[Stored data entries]
+ + + +
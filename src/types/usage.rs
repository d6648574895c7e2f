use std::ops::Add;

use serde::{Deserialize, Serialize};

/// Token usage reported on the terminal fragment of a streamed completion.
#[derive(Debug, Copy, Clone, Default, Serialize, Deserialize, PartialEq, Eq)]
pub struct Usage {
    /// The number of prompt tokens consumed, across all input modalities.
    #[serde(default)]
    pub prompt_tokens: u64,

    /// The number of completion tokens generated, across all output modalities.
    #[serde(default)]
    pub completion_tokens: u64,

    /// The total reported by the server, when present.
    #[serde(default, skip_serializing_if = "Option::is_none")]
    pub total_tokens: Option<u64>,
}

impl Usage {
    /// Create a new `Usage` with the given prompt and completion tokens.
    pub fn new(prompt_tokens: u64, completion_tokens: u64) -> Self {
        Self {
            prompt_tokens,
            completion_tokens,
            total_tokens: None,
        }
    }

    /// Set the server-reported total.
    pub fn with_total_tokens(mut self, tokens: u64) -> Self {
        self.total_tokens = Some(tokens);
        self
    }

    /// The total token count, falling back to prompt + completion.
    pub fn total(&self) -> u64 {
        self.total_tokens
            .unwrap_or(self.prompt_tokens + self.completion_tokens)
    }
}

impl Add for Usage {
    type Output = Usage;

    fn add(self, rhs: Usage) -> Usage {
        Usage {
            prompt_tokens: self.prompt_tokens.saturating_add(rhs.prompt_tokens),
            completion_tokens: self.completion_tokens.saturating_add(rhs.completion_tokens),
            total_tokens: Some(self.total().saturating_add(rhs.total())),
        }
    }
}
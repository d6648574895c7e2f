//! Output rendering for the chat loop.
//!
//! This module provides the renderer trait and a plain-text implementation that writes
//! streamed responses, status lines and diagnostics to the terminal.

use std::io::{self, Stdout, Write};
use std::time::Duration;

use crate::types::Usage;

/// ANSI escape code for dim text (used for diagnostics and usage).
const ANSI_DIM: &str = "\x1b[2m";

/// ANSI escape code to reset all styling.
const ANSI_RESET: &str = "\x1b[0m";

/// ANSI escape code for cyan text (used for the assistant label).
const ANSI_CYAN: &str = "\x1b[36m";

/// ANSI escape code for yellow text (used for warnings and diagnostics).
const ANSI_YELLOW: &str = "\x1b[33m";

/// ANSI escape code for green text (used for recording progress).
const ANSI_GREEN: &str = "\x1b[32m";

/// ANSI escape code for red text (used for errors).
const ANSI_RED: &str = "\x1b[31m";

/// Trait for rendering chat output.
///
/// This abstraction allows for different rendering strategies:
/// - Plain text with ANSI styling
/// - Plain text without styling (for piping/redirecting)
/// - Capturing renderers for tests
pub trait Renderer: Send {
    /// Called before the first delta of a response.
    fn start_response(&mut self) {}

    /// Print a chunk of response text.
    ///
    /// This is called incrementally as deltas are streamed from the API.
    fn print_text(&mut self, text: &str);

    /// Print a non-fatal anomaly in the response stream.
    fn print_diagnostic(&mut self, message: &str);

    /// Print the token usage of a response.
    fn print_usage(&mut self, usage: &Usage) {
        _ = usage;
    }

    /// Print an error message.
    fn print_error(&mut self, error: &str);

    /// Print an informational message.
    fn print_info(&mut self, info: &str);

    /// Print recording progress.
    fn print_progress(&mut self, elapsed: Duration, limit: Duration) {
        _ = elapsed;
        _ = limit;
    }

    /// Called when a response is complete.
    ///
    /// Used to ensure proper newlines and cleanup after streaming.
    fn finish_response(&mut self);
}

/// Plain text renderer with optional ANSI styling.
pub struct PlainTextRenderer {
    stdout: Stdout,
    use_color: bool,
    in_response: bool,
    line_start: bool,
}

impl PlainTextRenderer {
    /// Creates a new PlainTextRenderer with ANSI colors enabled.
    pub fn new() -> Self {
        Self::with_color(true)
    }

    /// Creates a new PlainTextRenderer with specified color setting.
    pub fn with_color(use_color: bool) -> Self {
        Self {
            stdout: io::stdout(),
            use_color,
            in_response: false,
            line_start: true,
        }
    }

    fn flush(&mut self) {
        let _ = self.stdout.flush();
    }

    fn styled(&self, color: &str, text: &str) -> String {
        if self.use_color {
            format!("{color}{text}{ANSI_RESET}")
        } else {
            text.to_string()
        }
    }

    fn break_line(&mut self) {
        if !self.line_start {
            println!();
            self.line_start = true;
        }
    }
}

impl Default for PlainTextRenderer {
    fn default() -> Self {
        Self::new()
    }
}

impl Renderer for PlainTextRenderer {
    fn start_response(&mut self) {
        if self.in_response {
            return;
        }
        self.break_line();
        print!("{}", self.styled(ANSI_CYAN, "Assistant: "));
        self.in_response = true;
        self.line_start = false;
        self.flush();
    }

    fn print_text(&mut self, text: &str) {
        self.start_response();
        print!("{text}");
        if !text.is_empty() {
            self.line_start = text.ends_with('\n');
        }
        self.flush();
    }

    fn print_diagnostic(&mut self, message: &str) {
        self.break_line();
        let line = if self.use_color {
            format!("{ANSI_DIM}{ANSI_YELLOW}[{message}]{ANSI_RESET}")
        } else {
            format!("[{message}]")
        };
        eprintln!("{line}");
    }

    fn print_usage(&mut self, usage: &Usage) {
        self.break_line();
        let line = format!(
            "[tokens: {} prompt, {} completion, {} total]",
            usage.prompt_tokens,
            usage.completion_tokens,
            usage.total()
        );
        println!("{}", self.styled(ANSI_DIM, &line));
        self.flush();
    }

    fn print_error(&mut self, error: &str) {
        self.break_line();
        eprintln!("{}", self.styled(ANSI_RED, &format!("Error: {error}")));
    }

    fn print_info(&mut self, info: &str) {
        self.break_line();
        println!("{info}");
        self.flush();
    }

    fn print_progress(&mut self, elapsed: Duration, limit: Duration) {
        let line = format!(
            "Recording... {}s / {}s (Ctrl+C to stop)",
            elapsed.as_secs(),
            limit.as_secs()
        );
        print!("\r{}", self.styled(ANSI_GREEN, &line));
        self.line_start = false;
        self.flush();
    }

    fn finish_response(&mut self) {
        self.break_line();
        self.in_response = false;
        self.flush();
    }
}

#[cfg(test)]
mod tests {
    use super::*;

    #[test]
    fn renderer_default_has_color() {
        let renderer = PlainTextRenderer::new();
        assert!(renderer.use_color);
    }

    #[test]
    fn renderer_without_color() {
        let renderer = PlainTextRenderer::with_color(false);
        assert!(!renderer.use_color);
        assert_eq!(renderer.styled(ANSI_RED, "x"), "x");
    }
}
+ + + +
TASK BRIEF
With nothing added or dropped, write out every entry.

COMPLETED TASK
filename src/types/usage.rs
repository d6648574895c7e2f
use std::ops::Add;

use serde::{Deserialize, Serialize};

/// Token usage reported on the terminal fragment of a streamed completion.
#[derive(Debug, Copy, Clone, Default, Serialize, Deserialize, PartialEq, Eq)]
pub struct Usage {
    /// The number of prompt tokens consumed, across all input modalities.
    #[serde(default)]
    pub prompt_tokens: u64,

    /// The number of completion tokens generated, across all output modalities.
    #[serde(default)]
    pub completion_tokens: u64,

    /// The total reported by the server, when present.
    #[serde(default, skip_serializing_if = "Option::is_none")]
    pub total_tokens: Option<u64>,
}

impl Usage {
    /// Create a new `Usage` with the given prompt and completion tokens.
    pub fn new(prompt_tokens: u64, completion_tokens: u64) -> Self {
        Self {
            prompt_tokens,
            completion_tokens,
            total_tokens: None,
        }
    }

    /// Set the server-reported total.
    pub fn with_total_tokens(mut self, tokens: u64) -> Self {
        self.total_tokens = Some(tokens);
        self
    }

    /// The total token count, falling back to prompt + completion.
    pub fn total(&self) -> u64 {
        self.total_tokens
            .unwrap_or(self.prompt_tokens + self.completion_tokens)
    }
}

impl Add for Usage {
    type Output = Usage;

    fn add(self, rhs: Usage) -> Usage {
        Usage {
            prompt_tokens: self.prompt_tokens.saturating_add(rhs.prompt_tokens),
            completion_tokens: self.completion_tokens.saturating_add(rhs.completion_tokens),
            total_tokens: Some(self.total().saturating_add(rhs.total())),
        }
    }
}
repository d6648574895c7e2f
//! Output rendering for the chat loop.
//!
//! This module provides the renderer trait and a plain-text implementation that writes
//! streamed responses, status lines and diagnostics to the terminal.

use std::io::{self, Stdout, Write};
use std::time::Duration;

use crate::types::Usage;

/// ANSI escape code for dim text (used for diagnostics and usage).
const ANSI_DIM: &str = "\x1b[2m";

/// ANSI escape code to reset all styling.
const ANSI_RESET: &str = "\x1b[0m";

/// ANSI escape code for cyan text (used for the assistant label).
const ANSI_CYAN: &str = "\x1b[36m";

/// ANSI escape code for yellow text (used for warnings and diagnostics).
const ANSI_YELLOW: &str = "\x1b[33m";

/// ANSI escape code for green text (used for recording progress).
const ANSI_GREEN: &str = "\x1b[32m";

/// ANSI escape code for red text (used for errors).
const ANSI_RED: &str = "\x1b[31m";

/// Trait for rendering chat output.
///
/// This abstraction allows for different rendering strategies:
/// - Plain text with ANSI styling
/// - Plain text without styling (for piping/redirecting)
/// - Capturing renderers for tests
pub trait Renderer: Send {
    /// Called before the first delta of a response.
    fn start_response(&mut self) {}

    /// Print a chunk of response text.
    ///
    /// This is called incrementally as deltas are streamed from the API.
    fn print_text(&mut self, text: &str);

    /// Print a non-fatal anomaly in the response stream.
    fn print_diagnostic(&mut self, message: &str);

    /// Print the token usage of a response.
    fn print_usage(&mut self, usage: &Usage) {
        _ = usage;
    }

    /// Print an error message.
    fn print_error(&mut self, error: &str);

    /// Print an informational message.
    fn print_info(&mut self, info: &str);

    /// Print recording progress.
    fn print_progress(&mut self, elapsed: Duration, limit: Duration) {
        _ = elapsed;
        _ = limit;
    }

    /// Called when a response is complete.
    ///
    /// Used to ensure proper newlines and cleanup after streaming.
    fn finish_response(&mut self);
}

/// Plain text renderer with optional ANSI styling.
pub struct PlainTextRenderer {
    stdout: Stdout,
    use_color: bool,
    in_response: bool,
    line_start: bool,
}

impl PlainTextRenderer {
    /// Creates a new PlainTextRenderer with ANSI colors enabled.
    pub fn new() -> Self {
        Self::with_color(true)
    }

    /// Creates a new PlainTextRenderer with specified color setting.
    pub fn with_color(use_color: bool) -> Self {
        Self {
            stdout: io::stdout(),
            use_color,
            in_response: false,
            line_start: true,
        }
    }

    fn flush(&mut self) {
        let _ = self.stdout.flush();
    }

    fn styled(&self, color: &str, text: &str) -> String {
        if self.use_color {
            format!("{color}{text}{ANSI_RESET}")
        } else {
            text.to_string()
        }
    }

    fn break_line(&mut self) {
        if !self.line_start {
            println!();
            self.line_start = true;
        }
    }
}

impl Default for PlainTextRenderer {
    fn default() -> Self {
        Self::new()
    }
}

impl Renderer for PlainTextRenderer {
    fn start_response(&mut self) {
        if self.in_response {
            return;
        }
        self.break_line();
        print!("{}", self.styled(ANSI_CYAN, "Assistant: "));
        self.in_response = true;
        self.line_start = false;
        self.flush();
    }

    fn print_text(&mut self, text: &str) {
        self.start_response();
        print!("{text}");
        if !text.is_empty() {
            self.line_start = text.ends_with('\n');
        }
        self.flush();
    }

    fn print_diagnostic(&mut self, message: &str) {
        self.break_line();
        let line = if self.use_color {
            format!("{ANSI_DIM}{ANSI_YELLOW}[{message}]{ANSI_RESET}")
        } else {
            format!("[{message}]")
        };
        eprintln!("{line}");
    }

    fn print_usage(&mut self, usage: &Usage) {
        self.break_line();
        let line = format!(
            "[tokens: {} prompt, {} completion, {} total]",
            usage.prompt_tokens,
            usage.completion_tokens,
            usage.total()
        );
        println!("{}", self.styled(ANSI_DIM, &line));
        self.flush();
    }

    fn print_error(&mut self, error: &str) {
        self.break_line();
        eprintln!("{}", self.styled(ANSI_RED, &format!("Error: {error}")));
    }

    fn print_info(&mut self, info: &str) {
        self.break_line();
        println!("{info}");
        self.flush();
    }

    fn print_progress(&mut self, elapsed: Duration, limit: Duration) {
        let line = format!(
            "Recording... {}s / {}s (Ctrl+C to stop)",
            elapsed.as_secs(),
            limit.as_secs()
        );
        print!("\r{}", self.styled(ANSI_GREEN, &line));
        self.line_start = false;
        self.flush();
    }

    fn finish_response(&mut self) {
        self.break_line();
        self.in_response = false;
        self.flush();
    }
}

#[cfg(test)]
mod tests {
    use super::*;

    #[test]
    fn renderer_default_has_color() {
        let renderer = PlainTextRenderer::new();
        assert!(renderer.use_color);
    }

    #[test]
    fn renderer_without_color() {
        let renderer = PlainTextRenderer::with_color(false);
        assert!(!renderer.use_color);
        assert_eq!(renderer.styled(ANSI_RED, "x"), "x");
    }
}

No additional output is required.